In 2010 Coleman became the BBC's Legal Correspondent covering major domestic and international legal stories across the BBC news output on television, radio and online. These included phone hacking, the Hillsborough Inquest verdicts, disclosure failings in the criminal justice system, the courts backlog, GDPR and the release of the London Bridge bomber Usman Khan.

In 2019, he won the Bar Council Legal Broadcasting Award for coverage of the UK Supreme Court case which decided that the Prime Minister Boris Johnson's advice to the Queen to prorogue parliament was unlawful. In a piece following the death of his sister Sarah, a lifelong non-smoker, from lung cancer Coleman won the 2018 GLCC (Global Lung Cancer Coalition) Cancer Journalism Award for excellence in lung cancer journalism.
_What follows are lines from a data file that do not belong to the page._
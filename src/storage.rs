//! Where checkpoints live. Paths handed to a [`CheckpointStorage`] are relative to its root;
//! the empty path names the root itself.

use std::collections::{BTreeMap, BTreeSet};
use std::io;
use std::path::{Path, PathBuf};

pub trait CheckpointStorage {
    /// Create the directory `path`. Fails if it already exists or its parent does not.
    fn create_dir(&mut self, path: &Path) -> io::Result<()>;
    /// Create or replace the file `path`
    fn write_file(&mut self, path: &Path, contents: &[u8]) -> io::Result<()>;
    fn read_file(&self, path: &Path) -> io::Result<Vec<u8>>;
    /// Names of the directories directly inside `path`, in no particular order
    fn list_dirs(&self, path: &Path) -> io::Result<Vec<String>>;
    fn exists(&self, path: &Path) -> bool;
}

/// Storage backed by a directory of the file system
#[derive(Debug, Clone)]
pub struct FsStorage {
    root: PathBuf,
}

impl FsStorage {
    pub fn new(root: impl Into<PathBuf>) -> Self {
        Self { root: root.into() }
    }

    /// Storage rooted at the current working directory
    pub fn current_dir() -> Self {
        Self::new(".")
    }

    pub fn root(&self) -> &Path {
        &self.root
    }
}

impl CheckpointStorage for FsStorage {
    fn create_dir(&mut self, path: &Path) -> io::Result<()> {
        let mut builder = std::fs::DirBuilder::new();
        #[cfg(unix)]
        {
            use std::os::unix::fs::DirBuilderExt;
            builder.mode(0o700);
        }
        builder.create(self.root.join(path))
    }

    fn write_file(&mut self, path: &Path, contents: &[u8]) -> io::Result<()> {
        std::fs::write(self.root.join(path), contents)
    }

    fn read_file(&self, path: &Path) -> io::Result<Vec<u8>> {
        std::fs::read(self.root.join(path))
    }

    fn list_dirs(&self, path: &Path) -> io::Result<Vec<String>> {
        let mut r = vec![];
        for entry in std::fs::read_dir(self.root.join(path))? {
            let entry = entry?;
            if entry.file_type()?.is_dir() {
                if let Some(name) = entry.file_name().to_str() {
                    r.push(name.to_string());
                }
            }
        }
        Ok(r)
    }

    fn exists(&self, path: &Path) -> bool {
        self.root.join(path).exists()
    }
}

/// In-memory storage, for tests and dry runs
#[derive(Debug, Clone, Default)]
pub struct MemStorage {
    dirs: BTreeSet<PathBuf>,
    files: BTreeMap<PathBuf, Vec<u8>>,
}

impl MemStorage {
    pub fn new() -> Self {
        Default::default()
    }

    fn parent_exists(&self, path: &Path) -> bool {
        match path.parent() {
            None => true,
            Some(p) if p.as_os_str().is_empty() => true,
            Some(p) => self.dirs.contains(p),
        }
    }

    fn not_found(path: &Path) -> io::Error {
        io::Error::new(
            io::ErrorKind::NotFound,
            format!("`{}` does not exist", path.display()),
        )
    }

    pub fn remove_file(&mut self, path: &Path) -> Option<Vec<u8>> {
        self.files.remove(path)
    }

    /// Every file, with its contents
    pub fn files(&self) -> impl Iterator<Item = (&Path, &[u8])> {
        self.files.iter().map(|(p, c)| (p.as_path(), c.as_slice()))
    }
}

impl CheckpointStorage for MemStorage {
    fn create_dir(&mut self, path: &Path) -> io::Result<()> {
        if self.exists(path) {
            return Err(io::Error::new(
                io::ErrorKind::AlreadyExists,
                format!("`{}` already exists", path.display()),
            ));
        }
        if !self.parent_exists(path) {
            return Err(Self::not_found(path));
        }
        self.dirs.insert(path.to_path_buf());
        Ok(())
    }

    fn write_file(&mut self, path: &Path, contents: &[u8]) -> io::Result<()> {
        if self.dirs.contains(path) || !self.parent_exists(path) {
            return Err(Self::not_found(path));
        }
        self.files.insert(path.to_path_buf(), contents.to_vec());
        Ok(())
    }

    fn read_file(&self, path: &Path) -> io::Result<Vec<u8>> {
        self.files
            .get(path)
            .cloned()
            .ok_or_else(|| Self::not_found(path))
    }

    fn list_dirs(&self, path: &Path) -> io::Result<Vec<String>> {
        if !path.as_os_str().is_empty() && !self.dirs.contains(path) {
            return Err(Self::not_found(path));
        }
        Ok(self
            .dirs
            .iter()
            .filter(|d| d.parent() == Some(path))
            .filter_map(|d| d.file_name().and_then(|n| n.to_str()).map(str::to_string))
            .collect())
    }

    fn exists(&self, path: &Path) -> bool {
        self.dirs.contains(path) || self.files.contains_key(path)
    }
}
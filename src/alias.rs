//! May-alias queries over the pointers of a function.

use crate::containers::unordered::{UnorderedMap, UnorderedSet};
use crate::il::{Function, InstKind, Operand, ValueId};
use crate::log::*;

#[derive(Clone, Copy, PartialEq, Eq, Debug)]
pub enum AliasResult {
    /// The two pointers can never refer to the same allocation
    NoAlias,
    MayAlias,
}

/// An alias oracle. Answers must be sound: `NoAlias` only when it is certain.
pub trait AliasOracle {
    fn alias(&self, a: ValueId, b: ValueId) -> AliasResult;
}

/// Answers `MayAlias` to everything
pub struct MayAliasAll;

impl AliasOracle for MayAliasAll {
    fn alias(&self, _a: ValueId, _b: ValueId) -> AliasResult {
        AliasResult::MayAlias
    }
}

/// Allocation roots a pointer may have been computed from. `None` when a pointer comes from
/// somewhere the oracle cannot follow (e.g. a load).
type Roots = Option<UnorderedSet<ValueId>>;

/// Compares the allocation sites (and pointer parameters) each pointer may have been derived
/// from, following merges, address computations and reinterpretations. Two pointers whose root
/// sets are both known and disjoint do not alias.
pub struct ProvenanceOracle {
    roots: UnorderedMap<ValueId, Roots>,
}

impl ProvenanceOracle {
    pub fn new(f: &Function) -> Self {
        let mut roots: UnorderedMap<ValueId, Roots> = Default::default();
        for &p in &f.params {
            if f.value_type(p).is_pointer() {
                roots.insert(p, Some(std::iter::once(p).collect()));
            }
        }

        let pointer_insts: Vec<(ValueId, &InstKind)> = f
            .instructions()
            .filter_map(|(_, i)| i.result.map(|r| (r, &i.kind)))
            .filter(|(r, _)| f.value_type(*r).is_pointer())
            .collect();
        for (r, _) in &pointer_insts {
            roots.entry(*r).or_insert_with(|| Some(Default::default()));
        }

        let lookup = |roots: &UnorderedMap<ValueId, Roots>, op: &Operand| -> Roots {
            match op {
                Operand::Value(v) => roots.get(v).cloned().unwrap_or(None),
                Operand::Const(_) => Some(Default::default()),
            }
        };

        let mut passes = 0;
        loop {
            passes += 1;
            let mut changed = false;
            for (r, kind) in &pointer_insts {
                let new: Roots = match kind {
                    InstKind::Alloca { .. } | InstKind::Malloc { .. } => {
                        Some(std::iter::once(*r).collect())
                    }
                    InstKind::Phi { incoming } => {
                        incoming.iter().try_fold(UnorderedSet::new(), |mut acc, (op, _)| {
                            acc.extend(lookup(&roots, op)?);
                            Some(acc)
                        })
                    }
                    InstKind::Gep { ptr, .. } => lookup(&roots, ptr),
                    InstKind::Cast { value, .. } if f.operand_type(value).is_pointer() => {
                        lookup(&roots, value)
                    }
                    _ => None,
                };
                if roots.get(r) != Some(&new) {
                    roots.insert(*r, new);
                    changed = true;
                }
            }
            if !changed {
                break;
            }
        }
        trace!("Provenance roots computed"; "passes" => passes, "function" => &f.name);

        Self { roots }
    }

    /// The allocation roots of `v`, if known
    pub fn roots_of(&self, v: ValueId) -> Option<&UnorderedSet<ValueId>> {
        self.roots.get(&v).and_then(|r| r.as_ref())
    }
}

impl AliasOracle for ProvenanceOracle {
    fn alias(&self, a: ValueId, b: ValueId) -> AliasResult {
        if a == b {
            return AliasResult::MayAlias;
        }
        match (self.roots_of(a), self.roots_of(b)) {
            (Some(ra), Some(rb)) if ra.is_disjoint(rb) => AliasResult::NoAlias,
            _ => AliasResult::MayAlias,
        }
    }
}
#[test]
fn restart_checks_entry_shape() {
    use crate::error::RestoreError;
    use crate::runtime::AliasCandidate;

    let mut rt: CheckpointRuntime<u32, _, _> =
        CheckpointRuntime::new(eager_config(), MemStorage::new(), ManualClock::new(7));
    rt.setup();
    rt.start(1, 2);
    rt.checkpoint_pointer(32, 1, &[5, 0, 0, 0]);
    rt.checkpoint_alias(
        32,
        1,
        40,
        &[AliasCandidate {
            bit_width: 32,
            count: 1,
            index: 0,
            address: 40,
        }],
    );
    assert!(rt.finish());
    let storage = rt.into_storage();

    let mut restart: CheckpointRuntime<u32, _, _> =
        CheckpointRuntime::new(eager_config(), storage.clone(), ManualClock::new(8));
    assert_eq!(restart.restart_get_label(), Some(1));
    let mut dest = [0u8; 8];
    assert!(matches!(
        restart.restart_read_pointer(64, 1, 100, &mut dest),
        Err(RestoreError::ShapeMismatch { index: 0, .. })
    ));

    let mut restart: CheckpointRuntime<u32, _, _> =
        CheckpointRuntime::new(eager_config(), storage.clone(), ManualClock::new(8));
    assert_eq!(restart.restart_get_label(), Some(1));
    assert!(matches!(
        restart.restart_read_alias(32, 1),
        Err(RestoreError::UnexpectedKind { index: 0, .. })
    ));

    let mut restart: CheckpointRuntime<u32, _, _> =
        CheckpointRuntime::new(eager_config(), storage, ManualClock::new(8));
    assert_eq!(restart.restart_get_label(), Some(1));
    restart.restart_read_pointer(32, 1, 100, &mut dest).unwrap();
    assert_eq!(dest[..4], [5, 0, 0, 0]);
    assert_eq!(restart.restart_read_alias(32, 1).unwrap(), 100);
    restart.restart_finish();
    assert_eq!(restart.restart_checkpoint(), None);
    assert_eq!(restart.stats().restored, 2);
}

#[test]
fn partial_bytes_keep_their_high_bits() {
    let mut rt: CheckpointRuntime<u32, _, _> =
        CheckpointRuntime::new(eager_config(), MemStorage::new(), ManualClock::new(7));
    rt.setup();
    rt.start(0, 1);
    // 5 elements of 3 bits: 15 bits, so the top bit of the second byte is not ours
    rt.checkpoint_pointer(3, 5, &[0b1010_1010, 0b0101_0101]);
    assert!(rt.finish());

    let mut restart: CheckpointRuntime<u32, _, _> =
        CheckpointRuntime::new(eager_config(), rt.into_storage(), ManualClock::new(8));
    assert_eq!(restart.restart_get_label(), Some(0));
    let mut dest = [0xFF, 0xFF];
    restart.restart_read_pointer(3, 5, 1, &mut dest).unwrap();
    assert_eq!(dest, [0b1010_1010, 0b1101_0101]);
}

#[test]
fn interval_override() {
    let default = RuntimeConfig::default();
    assert_eq!(default.interval, Duration::from_secs(100));
    assert_eq!(
        default.clone().with_interval_override(Some("0.5")).interval,
        Duration::from_millis(500)
    );
    assert_eq!(
        default.clone().with_interval_override(Some(" 3 ")).interval,
        Duration::from_secs(3)
    );
    for bad in ["", "soon", "-1", "inf", "NaN"] {
        assert_eq!(
            default.clone().with_interval_override(Some(bad)),
            default,
            "{:?}",
            bad
        );
    }
    assert_eq!(default.clone().with_interval_override(None), default);
}

#[test]
fn checkpoints_on_the_filesystem() {
    use crate::storage::FsStorage;

    let dir = tempfile::tempdir().unwrap();
    let expected = reference_output(&loop_array(), &[]);
    let f = instrumented(loop_array());

    let run = |halt: Option<u64>| {
        let rt = CheckpointRuntime::new(
            eager_config(),
            FsStorage::new(dir.path()),
            ManualClock::new(if halt.is_some() { 1000 } else { 2000 }),
        );
        let mut interp = Interpreter::new(
            rt,
            ExecConfig {
                halt_after_checkpoints: halt,
                ..Default::default()
            },
        );
        let outcome = interp.run_main(&f, &[]).unwrap();
        (outcome, interp.output().to_vec())
    };

    let (outcome, mut output) = run(Some(2));
    assert_eq!(outcome, Outcome::Halted { checkpoints: 2 });
    assert!(dir.path().join(".autocr_chkpnt-1000/1/info").is_file());
    assert_eq!(
        std::fs::read(dir.path().join(".autocr_chkpnt-1000/1/info")).unwrap(),
        b"0\n3\n"
    );

    let (outcome, rest) = run(None);
    assert!(matches!(outcome, Outcome::Returned(_)));
    output.extend(rest);
    assert_eq!(output, expected);
}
He has presented a raft of other BBC programmes including Panorama BBC 1, 2009 The Death of Kiss and Tell, and Pick of the Week, Profile, and The Cases That Changed Our World on Radio 4.

Coleman has also been a columnist for The Times, and has also written for The Guardian and The Independent.

==Awards and honours==
Coleman holds an honorary Doctorate of Laws from the University of West London. In 2018, he was made an Honorary Bencher of the Middle Temple. Both recognise his work as a legal journalist.

Coleman has also won the following awards:
- 1992: BBC Radio Light Entertainment Contract Writers Award
- 1994: Writers' Guild nomination for Control Group Six
- 1998: inaugural BBC Frank Muir Award for comedy writing, co-winner with Tony Roche
- 2009: Bar Council’s Legal Broadcasting Award (for Law in Action)
- 2018: Bar Council Legal Broadcasting Award (as part of team for coverage of disclosure crisis in the Criminal Justice System).
- 2018 GLCC (Global Lung Cancer Coalition) Cancer Journalism Award for excellence in lung cancer journalism.
- 2019: Bar Council Legal Broadcasting Award (for his BBC News coverage of the 2019 Supreme Court Prorogation Case).